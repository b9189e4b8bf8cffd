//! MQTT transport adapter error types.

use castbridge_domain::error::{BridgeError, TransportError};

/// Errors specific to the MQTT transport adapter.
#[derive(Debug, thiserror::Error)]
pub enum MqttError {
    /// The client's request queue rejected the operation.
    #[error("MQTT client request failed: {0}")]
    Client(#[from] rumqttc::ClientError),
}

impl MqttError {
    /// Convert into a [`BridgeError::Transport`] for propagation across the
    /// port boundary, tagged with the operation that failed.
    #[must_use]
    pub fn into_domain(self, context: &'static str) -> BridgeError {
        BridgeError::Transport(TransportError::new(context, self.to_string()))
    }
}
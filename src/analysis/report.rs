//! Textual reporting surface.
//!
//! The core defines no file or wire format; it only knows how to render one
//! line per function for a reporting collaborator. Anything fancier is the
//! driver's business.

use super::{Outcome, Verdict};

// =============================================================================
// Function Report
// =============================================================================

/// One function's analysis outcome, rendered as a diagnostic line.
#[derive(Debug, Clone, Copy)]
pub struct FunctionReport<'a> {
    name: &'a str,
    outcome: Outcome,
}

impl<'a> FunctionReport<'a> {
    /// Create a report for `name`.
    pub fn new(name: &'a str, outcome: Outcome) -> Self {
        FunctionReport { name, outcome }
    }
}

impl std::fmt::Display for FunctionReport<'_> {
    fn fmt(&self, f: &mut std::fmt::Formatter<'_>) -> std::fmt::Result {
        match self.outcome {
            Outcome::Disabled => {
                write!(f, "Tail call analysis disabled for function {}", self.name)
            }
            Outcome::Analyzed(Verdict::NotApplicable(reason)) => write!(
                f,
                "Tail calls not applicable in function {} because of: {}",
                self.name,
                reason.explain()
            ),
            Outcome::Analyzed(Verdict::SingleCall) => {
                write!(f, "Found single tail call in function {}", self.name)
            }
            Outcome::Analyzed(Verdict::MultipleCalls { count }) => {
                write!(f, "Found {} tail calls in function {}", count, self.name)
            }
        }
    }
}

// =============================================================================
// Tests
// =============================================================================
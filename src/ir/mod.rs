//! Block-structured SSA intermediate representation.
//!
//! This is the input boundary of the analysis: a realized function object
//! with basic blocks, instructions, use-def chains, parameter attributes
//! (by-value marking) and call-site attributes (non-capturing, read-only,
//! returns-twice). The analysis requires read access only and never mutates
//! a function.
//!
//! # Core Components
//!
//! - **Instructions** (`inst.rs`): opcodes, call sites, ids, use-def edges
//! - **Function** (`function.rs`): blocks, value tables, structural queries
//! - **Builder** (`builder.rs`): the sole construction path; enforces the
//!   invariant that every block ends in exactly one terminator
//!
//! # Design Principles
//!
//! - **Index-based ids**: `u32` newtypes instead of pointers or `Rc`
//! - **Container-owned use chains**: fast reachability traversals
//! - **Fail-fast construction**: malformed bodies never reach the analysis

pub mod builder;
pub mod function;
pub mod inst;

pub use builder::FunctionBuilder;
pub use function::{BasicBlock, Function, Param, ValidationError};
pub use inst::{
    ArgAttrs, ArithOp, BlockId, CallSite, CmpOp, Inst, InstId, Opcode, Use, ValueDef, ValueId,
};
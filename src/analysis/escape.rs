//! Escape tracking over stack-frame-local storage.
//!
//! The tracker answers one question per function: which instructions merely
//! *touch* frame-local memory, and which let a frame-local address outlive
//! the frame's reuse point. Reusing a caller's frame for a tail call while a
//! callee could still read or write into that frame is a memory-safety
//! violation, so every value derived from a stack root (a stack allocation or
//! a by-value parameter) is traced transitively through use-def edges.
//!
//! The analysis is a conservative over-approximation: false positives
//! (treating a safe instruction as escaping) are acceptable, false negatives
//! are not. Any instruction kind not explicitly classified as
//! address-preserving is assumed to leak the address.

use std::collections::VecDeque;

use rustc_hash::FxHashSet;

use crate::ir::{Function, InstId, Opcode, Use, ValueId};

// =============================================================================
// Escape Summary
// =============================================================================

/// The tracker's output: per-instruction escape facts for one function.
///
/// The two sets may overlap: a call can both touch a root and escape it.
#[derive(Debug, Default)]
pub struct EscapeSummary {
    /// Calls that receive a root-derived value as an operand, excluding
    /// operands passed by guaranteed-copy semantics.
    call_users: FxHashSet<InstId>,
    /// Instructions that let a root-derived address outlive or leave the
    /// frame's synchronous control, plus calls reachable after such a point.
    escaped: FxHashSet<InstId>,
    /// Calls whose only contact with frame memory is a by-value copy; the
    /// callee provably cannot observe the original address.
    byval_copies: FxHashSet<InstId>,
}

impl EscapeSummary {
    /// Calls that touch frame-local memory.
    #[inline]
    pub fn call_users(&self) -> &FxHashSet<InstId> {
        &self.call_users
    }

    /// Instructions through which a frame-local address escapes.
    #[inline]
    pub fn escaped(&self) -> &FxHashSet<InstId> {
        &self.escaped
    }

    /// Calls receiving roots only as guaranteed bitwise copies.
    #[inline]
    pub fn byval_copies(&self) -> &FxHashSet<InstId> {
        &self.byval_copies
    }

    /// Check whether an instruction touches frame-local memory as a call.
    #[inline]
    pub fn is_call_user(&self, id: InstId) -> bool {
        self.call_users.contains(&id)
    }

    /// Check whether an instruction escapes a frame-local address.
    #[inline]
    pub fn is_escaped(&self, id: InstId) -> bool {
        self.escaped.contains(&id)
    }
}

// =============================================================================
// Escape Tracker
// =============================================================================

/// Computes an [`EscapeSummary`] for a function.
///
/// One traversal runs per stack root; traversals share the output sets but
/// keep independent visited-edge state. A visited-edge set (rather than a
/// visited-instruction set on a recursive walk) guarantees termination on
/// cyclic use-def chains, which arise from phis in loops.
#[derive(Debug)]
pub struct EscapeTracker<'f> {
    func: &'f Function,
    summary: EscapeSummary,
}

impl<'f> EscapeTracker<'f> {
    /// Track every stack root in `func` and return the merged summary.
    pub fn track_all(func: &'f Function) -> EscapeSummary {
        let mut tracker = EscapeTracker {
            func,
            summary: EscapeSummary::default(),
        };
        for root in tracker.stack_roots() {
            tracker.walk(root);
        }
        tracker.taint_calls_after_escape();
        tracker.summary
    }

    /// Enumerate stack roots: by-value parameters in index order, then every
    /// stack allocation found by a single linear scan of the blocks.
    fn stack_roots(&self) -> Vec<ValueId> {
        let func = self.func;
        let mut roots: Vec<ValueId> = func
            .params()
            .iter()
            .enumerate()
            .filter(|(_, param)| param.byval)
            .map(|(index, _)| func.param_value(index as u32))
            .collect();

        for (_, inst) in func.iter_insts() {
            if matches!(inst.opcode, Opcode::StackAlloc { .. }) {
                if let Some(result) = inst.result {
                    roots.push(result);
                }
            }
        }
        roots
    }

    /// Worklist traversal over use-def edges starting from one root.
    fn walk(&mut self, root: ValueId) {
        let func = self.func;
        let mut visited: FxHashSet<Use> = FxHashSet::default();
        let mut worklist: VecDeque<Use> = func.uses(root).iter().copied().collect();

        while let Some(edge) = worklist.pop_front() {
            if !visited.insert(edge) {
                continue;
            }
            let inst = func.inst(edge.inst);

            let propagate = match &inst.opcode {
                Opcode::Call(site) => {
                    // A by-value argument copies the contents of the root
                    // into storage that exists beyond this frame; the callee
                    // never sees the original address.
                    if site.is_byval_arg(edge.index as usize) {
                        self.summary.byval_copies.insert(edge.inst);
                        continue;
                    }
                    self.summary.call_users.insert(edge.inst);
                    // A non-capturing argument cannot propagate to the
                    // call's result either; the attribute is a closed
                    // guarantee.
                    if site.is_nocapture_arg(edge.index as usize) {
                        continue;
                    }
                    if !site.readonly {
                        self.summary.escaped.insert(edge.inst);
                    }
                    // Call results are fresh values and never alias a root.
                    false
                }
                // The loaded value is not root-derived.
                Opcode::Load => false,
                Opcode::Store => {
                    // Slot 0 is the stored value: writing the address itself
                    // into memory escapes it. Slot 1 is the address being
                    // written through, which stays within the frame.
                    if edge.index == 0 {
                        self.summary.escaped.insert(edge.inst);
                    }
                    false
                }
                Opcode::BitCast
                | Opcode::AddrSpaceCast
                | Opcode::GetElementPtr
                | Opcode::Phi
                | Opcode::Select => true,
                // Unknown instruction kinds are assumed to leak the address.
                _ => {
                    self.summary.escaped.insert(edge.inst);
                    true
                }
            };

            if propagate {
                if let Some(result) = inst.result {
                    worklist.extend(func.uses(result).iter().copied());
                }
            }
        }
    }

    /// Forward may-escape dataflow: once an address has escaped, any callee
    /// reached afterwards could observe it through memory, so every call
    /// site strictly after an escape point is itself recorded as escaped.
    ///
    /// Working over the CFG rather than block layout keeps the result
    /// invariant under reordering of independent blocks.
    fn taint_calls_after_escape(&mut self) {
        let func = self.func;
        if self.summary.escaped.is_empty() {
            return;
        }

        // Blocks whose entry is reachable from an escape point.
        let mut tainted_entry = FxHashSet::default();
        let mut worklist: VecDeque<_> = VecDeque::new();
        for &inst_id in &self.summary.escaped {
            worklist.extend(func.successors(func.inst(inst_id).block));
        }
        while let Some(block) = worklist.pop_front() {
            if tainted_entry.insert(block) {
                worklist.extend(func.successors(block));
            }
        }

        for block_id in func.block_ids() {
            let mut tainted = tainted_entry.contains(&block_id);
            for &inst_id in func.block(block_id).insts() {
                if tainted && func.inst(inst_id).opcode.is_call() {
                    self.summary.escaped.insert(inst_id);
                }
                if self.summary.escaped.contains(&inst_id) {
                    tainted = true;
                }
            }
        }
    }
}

____

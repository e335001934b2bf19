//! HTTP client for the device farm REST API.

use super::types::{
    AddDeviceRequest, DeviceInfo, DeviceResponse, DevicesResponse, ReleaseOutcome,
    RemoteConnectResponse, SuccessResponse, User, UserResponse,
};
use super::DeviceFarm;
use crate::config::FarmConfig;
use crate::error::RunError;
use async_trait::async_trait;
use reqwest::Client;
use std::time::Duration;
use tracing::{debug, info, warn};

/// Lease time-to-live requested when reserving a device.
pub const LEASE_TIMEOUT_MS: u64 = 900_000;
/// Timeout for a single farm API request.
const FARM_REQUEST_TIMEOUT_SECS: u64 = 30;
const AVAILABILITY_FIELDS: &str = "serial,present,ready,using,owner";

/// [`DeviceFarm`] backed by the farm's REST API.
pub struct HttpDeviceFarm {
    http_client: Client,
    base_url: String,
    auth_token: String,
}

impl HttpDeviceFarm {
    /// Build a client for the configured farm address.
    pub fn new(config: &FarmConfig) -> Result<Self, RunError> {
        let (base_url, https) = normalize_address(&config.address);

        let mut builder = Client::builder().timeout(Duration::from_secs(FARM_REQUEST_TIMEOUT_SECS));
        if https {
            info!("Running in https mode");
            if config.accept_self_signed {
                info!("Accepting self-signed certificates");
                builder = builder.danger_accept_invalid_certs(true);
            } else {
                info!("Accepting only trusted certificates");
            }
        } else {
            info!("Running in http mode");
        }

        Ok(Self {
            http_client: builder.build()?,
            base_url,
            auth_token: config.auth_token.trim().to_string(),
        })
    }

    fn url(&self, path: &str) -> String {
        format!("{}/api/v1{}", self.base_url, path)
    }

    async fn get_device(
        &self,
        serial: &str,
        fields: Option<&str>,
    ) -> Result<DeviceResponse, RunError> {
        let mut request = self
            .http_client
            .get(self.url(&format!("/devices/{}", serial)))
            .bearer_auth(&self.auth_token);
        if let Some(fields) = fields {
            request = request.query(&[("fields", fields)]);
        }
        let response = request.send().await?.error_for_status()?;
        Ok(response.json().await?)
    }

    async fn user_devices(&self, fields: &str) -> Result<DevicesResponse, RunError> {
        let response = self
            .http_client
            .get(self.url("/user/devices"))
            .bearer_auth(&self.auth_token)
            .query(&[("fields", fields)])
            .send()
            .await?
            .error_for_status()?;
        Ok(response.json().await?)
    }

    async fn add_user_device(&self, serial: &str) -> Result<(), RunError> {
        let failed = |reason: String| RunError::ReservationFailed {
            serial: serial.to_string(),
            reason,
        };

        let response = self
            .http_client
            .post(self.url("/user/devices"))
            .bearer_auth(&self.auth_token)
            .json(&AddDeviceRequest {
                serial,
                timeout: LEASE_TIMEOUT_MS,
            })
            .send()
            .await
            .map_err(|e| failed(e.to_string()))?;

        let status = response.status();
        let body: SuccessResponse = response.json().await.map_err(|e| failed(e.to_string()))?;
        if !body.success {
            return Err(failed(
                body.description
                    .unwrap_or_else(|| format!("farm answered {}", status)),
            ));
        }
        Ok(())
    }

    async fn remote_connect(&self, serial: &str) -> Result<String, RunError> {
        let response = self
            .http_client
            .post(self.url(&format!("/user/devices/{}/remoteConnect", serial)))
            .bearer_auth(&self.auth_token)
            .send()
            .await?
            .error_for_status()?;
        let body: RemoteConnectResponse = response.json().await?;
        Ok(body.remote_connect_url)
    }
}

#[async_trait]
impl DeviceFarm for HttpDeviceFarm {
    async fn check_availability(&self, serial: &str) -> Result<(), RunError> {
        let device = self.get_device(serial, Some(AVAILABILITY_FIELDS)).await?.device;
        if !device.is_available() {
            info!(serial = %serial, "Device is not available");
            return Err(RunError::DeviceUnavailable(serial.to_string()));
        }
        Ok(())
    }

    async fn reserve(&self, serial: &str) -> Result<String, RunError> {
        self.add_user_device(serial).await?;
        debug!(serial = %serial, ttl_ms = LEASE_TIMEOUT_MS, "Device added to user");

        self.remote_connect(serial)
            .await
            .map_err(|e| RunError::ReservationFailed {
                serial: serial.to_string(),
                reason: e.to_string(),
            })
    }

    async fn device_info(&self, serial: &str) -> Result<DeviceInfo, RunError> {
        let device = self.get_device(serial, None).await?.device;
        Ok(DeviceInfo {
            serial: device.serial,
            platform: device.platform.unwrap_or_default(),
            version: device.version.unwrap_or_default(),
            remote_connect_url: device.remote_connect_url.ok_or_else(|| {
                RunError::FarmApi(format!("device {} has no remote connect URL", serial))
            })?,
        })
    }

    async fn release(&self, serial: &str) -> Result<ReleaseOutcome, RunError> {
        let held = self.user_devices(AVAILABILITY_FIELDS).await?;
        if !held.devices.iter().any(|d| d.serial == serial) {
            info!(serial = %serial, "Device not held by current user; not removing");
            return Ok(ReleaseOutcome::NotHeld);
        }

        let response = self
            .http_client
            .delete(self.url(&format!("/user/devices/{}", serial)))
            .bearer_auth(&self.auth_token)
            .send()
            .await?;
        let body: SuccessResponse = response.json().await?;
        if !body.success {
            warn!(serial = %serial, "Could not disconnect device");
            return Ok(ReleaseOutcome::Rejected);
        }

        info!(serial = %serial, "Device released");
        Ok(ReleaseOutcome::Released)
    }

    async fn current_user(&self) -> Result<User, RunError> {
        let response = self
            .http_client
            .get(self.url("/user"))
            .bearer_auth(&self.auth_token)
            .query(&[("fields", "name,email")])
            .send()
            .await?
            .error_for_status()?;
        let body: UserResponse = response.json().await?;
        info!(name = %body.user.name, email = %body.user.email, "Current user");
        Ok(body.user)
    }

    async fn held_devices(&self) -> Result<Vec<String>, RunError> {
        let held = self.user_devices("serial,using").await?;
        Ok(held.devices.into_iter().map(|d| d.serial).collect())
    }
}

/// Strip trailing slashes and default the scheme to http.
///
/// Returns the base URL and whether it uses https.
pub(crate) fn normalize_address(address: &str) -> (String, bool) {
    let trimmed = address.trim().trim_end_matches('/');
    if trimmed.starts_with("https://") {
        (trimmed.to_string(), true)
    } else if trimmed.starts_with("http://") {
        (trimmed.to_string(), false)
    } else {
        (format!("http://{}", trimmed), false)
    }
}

____

### DIRECTIONS FOR THIS TASK
If a line of the listing above contains "ValueId", pick it out and copy it.

### RESPONSE TO THE TASK
    ArgAttrs, ArithOp, BlockId, CallSite, CmpOp, Inst, InstId, Opcode, Use, ValueDef, ValueId,
use crate::ir::{Function, InstId, Opcode, Use, ValueId};
    fn stack_roots(&self) -> Vec<ValueId> {
        let mut roots: Vec<ValueId> = func
    fn walk(&mut self, root: ValueId) {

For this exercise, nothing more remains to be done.